//! Price service: daily series for a date and zone

use chrono::NaiveDate;

use crate::analysis::{DailySeries, aggregate};
use crate::error::{PvpcError, Result};
use crate::esios::types::has_values;
use crate::esios::{CachedFetcher, Endpoint, Zone};
use crate::logging::{StructuredLogger, get_logger};

/// Fetches both upstream documents for a day and joins them
pub struct PriceService {
    fetcher: CachedFetcher,
    logger: StructuredLogger,
}

impl PriceService {
    pub fn new(fetcher: CachedFetcher) -> Self {
        Self {
            fetcher,
            logger: get_logger("prices"),
        }
    }

    pub fn fetcher(&self) -> &CachedFetcher {
        &self.fetcher
    }

    /// Hourly prices of `date` in `zone`.
    ///
    /// An empty series (prices not yet published) is a `NoData` error.
    pub async fn daily_series(&self, date: NaiveDate, zone: Zone) -> Result<DailySeries> {
        let prices = self.fetcher.get(Endpoint::Prices, date).await?;
        if !has_values(&prices) {
            self.logger.info(&format!("Prices for {} not published yet", date));
            return Err(PvpcError::no_data(date.to_string()));
        }
        let sections = self.fetcher.get(Endpoint::Sections, date).await?;

        let series = aggregate(&prices, &sections, zone, date)?;
        if series.is_empty() {
            self.logger
                .warn(&format!("No prices available for {} in {}", date, zone));
            return Err(PvpcError::no_data(date.to_string()));
        }
        self.logger.debug(&format!(
            "Built series for {} in {} with {} points",
            date,
            zone,
            series.len()
        ));
        Ok(series)
    }
}
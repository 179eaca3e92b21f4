use async_trait::async_trait;
use chrono::{Duration, NaiveDate, NaiveDateTime};
use reqwest::StatusCode;
use reqwest::header::{ACCEPT, AUTHORIZATION, CONTENT_TYPE, USER_AGENT};

use crate::config::EsiosConfig;
use crate::error::{PvpcError, Result};
use crate::esios::types::Endpoint;
use crate::logging::{StructuredLogger, get_logger};

/// Query timestamp format expected by the upstream API
pub const API_DATETIME_FORMAT: &str = "%Y-%m-%dT%H:%M:%S";

/// Source of raw upstream documents
#[async_trait]
pub trait RemoteSource: Send + Sync {
    /// Perform exactly one remote call for `endpoint` on `date`
    async fn fetch(&self, endpoint: Endpoint, date: NaiveDate) -> Result<serde_json::Value>;
}

/// HTTP client for the ESIOS indicators API
pub struct EsiosClient {
    http: reqwest::Client,
    config: EsiosConfig,
    logger: StructuredLogger,
}

impl EsiosClient {
    /// Create a new client from configuration
    pub fn new(config: EsiosConfig) -> Result<Self> {
        let http = reqwest::Client::builder()
            .timeout(std::time::Duration::from_secs(config.timeout_seconds))
            .build()?;
        Ok(Self {
            http,
            config,
            logger: get_logger("esios"),
        })
    }

    /// Indicator URL for an endpoint
    pub fn url(&self, endpoint: Endpoint) -> String {
        let indicator = match endpoint {
            Endpoint::Prices => self.config.prices_indicator,
            Endpoint::Sections => self.config.sections_indicator,
        };
        format!(
            "{}/indicators/{}",
            self.config.base_url.trim_end_matches('/'),
            indicator
        )
    }

    /// Query parameters for a day; only sent when a token is configured
    pub fn request_params(&self, date: NaiveDate) -> Vec<(&'static str, String)> {
        if self.config.token.trim().is_empty() {
            return Vec::new();
        }
        let (start, end) = day_bounds(date);
        vec![
            ("start_date", start.format(API_DATETIME_FORMAT).to_string()),
            ("end_date", end.format(API_DATETIME_FORMAT).to_string()),
        ]
    }

    fn authorization(&self) -> Option<String> {
        let token = self.config.token.trim();
        (!token.is_empty()).then(|| format!("Token token=\"{}\"", token))
    }
}

/// First and last second of a calendar day
pub fn day_bounds(date: NaiveDate) -> (NaiveDateTime, NaiveDateTime) {
    let start = date.and_time(chrono::NaiveTime::MIN);
    let end = start + Duration::days(1) - Duration::seconds(1);
    (start, end)
}

#[async_trait]
impl RemoteSource for EsiosClient {
    async fn fetch(&self, endpoint: Endpoint, date: NaiveDate) -> Result<serde_json::Value> {
        let url = self.url(endpoint);
        self.logger
            .debug(&format!("Requesting {} for {} from {}", endpoint, date, url));

        let mut request = self
            .http
            .get(&url)
            .header(CONTENT_TYPE, "application/json")
            .header(ACCEPT, "application/json; application/vnd.esios-api-v1+json")
            .header(USER_AGENT, concat!("pvpc-bot/", env!("APP_VERSION")))
            .query(&self.request_params(date));
        if let Some(auth) = self.authorization() {
            request = request.header(AUTHORIZATION, auth);
        }

        let resp = request.send().await?;
        let status = resp.status();
        let body = resp.text().await?;
        decode(status, &body)
            .inspect_err(|e| self.logger.error(&format!("ESIOS request {} failed: {}", url, e)))
    }
}

/// Turn an upstream reply into a JSON document.
///
/// A non-2xx status is a transport failure (`Network`); a body that is not
/// JSON is `Response`.
fn decode(status: StatusCode, body: &str) -> Result<serde_json::Value> {
    if !status.is_success() {
        return Err(PvpcError::network(format!("HTTP {}", status)));
    }
    serde_json::from_str(body)
        .map_err(|_| PvpcError::response(format!("Could not parse response: {}", body)))
}
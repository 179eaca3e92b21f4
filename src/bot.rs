//! Telegram bot: command parsing, handlers, middleware and transport

pub mod commands;
pub mod handlers;
pub mod keyboards;
pub mod middleware;
pub mod transport;

pub use commands::{ADMIN_COMMANDS, Command};
pub use handlers::{BotContext, Chat, Clock, CommandHandler, Incoming, Outgoing, PvpcHandler};
pub use keyboards::{Button, Keyboard, keyboard_for};
pub use middleware::{AdminOnly, Logged};
pub use transport::{Outbox, TelegramOutbox, deliver_all};

use std::sync::Arc;

use crate::error::Result;
use crate::logging::get_logger;
use crate::settings::SettingsRepository;

/// Commands that answer "data unavailable" when they fail
pub const PRICE_COMMANDS: [&str; 3] = ["precios", "siguientes", "analisis"];

/// Full handler stack: `Logged(AdminOnly(PvpcHandler))`
pub fn build_handler(ctx: Arc<BotContext>) -> Logged<AdminOnly<PvpcHandler>> {
    let settings = ctx.settings.clone();
    let admin_enabled = ctx.config.telegram.admin_enabled;
    Logged::new(AdminOnly::new(
        PvpcHandler::new(ctx),
        settings,
        admin_enabled,
    ))
    .replying_on_error(&PRICE_COMMANDS)
}

/// Grant admin rights to the configured admin chats
pub fn ensure_admins(settings: &dyn SettingsRepository, admins: &[i64]) -> Result<()> {
    let logger = get_logger("bot");
    for &chat_id in admins {
        if !settings.is_admin(chat_id) {
            settings.update(chat_id, &mut |s| s.admin = true)?;
            logger.for_chat(chat_id).info("Granted admin rights from configuration");
        }
    }
    Ok(())
}
use once_cell::sync::OnceCell;
use std::sync::Once;
use tracing_appender::non_blocking::WorkerGuard;

// Keep the non-blocking worker guards alive for the entire process lifetime
pub static LOG_GUARDS: OnceCell<Vec<WorkerGuard>> = OnceCell::new();
pub static INIT_ONCE: Once = Once::new();
pub static INIT_ERROR: OnceCell<String> = OnceCell::new();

━━━━━━━━

# What needs to be done
Only the lines from the beginning of the material through the line with "the upstream API" should appear in the answer, each copied exactly.

# Completed task
//! Price service: daily series for a date and zone

use chrono::NaiveDate;

use crate::analysis::{DailySeries, aggregate};
use crate::error::{PvpcError, Result};
use crate::esios::types::has_values;
use crate::esios::{CachedFetcher, Endpoint, Zone};
use crate::logging::{StructuredLogger, get_logger};

/// Fetches both upstream documents for a day and joins them
pub struct PriceService {
    fetcher: CachedFetcher,
    logger: StructuredLogger,
}

impl PriceService {
    pub fn new(fetcher: CachedFetcher) -> Self {
        Self {
            fetcher,
            logger: get_logger("prices"),
        }
    }

    pub fn fetcher(&self) -> &CachedFetcher {
        &self.fetcher
    }

    /// Hourly prices of `date` in `zone`.
    ///
    /// An empty series (prices not yet published) is a `NoData` error.
    pub async fn daily_series(&self, date: NaiveDate, zone: Zone) -> Result<DailySeries> {
        let prices = self.fetcher.get(Endpoint::Prices, date).await?;
        if !has_values(&prices) {
            self.logger.info(&format!("Prices for {} not published yet", date));
            return Err(PvpcError::no_data(date.to_string()));
        }
        let sections = self.fetcher.get(Endpoint::Sections, date).await?;

        let series = aggregate(&prices, &sections, zone, date)?;
        if series.is_empty() {
            self.logger
                .warn(&format!("No prices available for {} in {}", date, zone));
            return Err(PvpcError::no_data(date.to_string()));
        }
        self.logger.debug(&format!(
            "Built series for {} in {} with {} points",
            date,
            zone,
            series.len()
        ));
        Ok(series)
    }
}
repository 179eaca3e92b21f4
use async_trait::async_trait;
use chrono::{Duration, NaiveDate, NaiveDateTime};
use reqwest::StatusCode;
use reqwest::header::{ACCEPT, AUTHORIZATION, CONTENT_TYPE, USER_AGENT};

use crate::config::EsiosConfig;
use crate::error::{PvpcError, Result};
use crate::esios::types::Endpoint;
use crate::logging::{StructuredLogger, get_logger};

/// Query timestamp format expected by the upstream API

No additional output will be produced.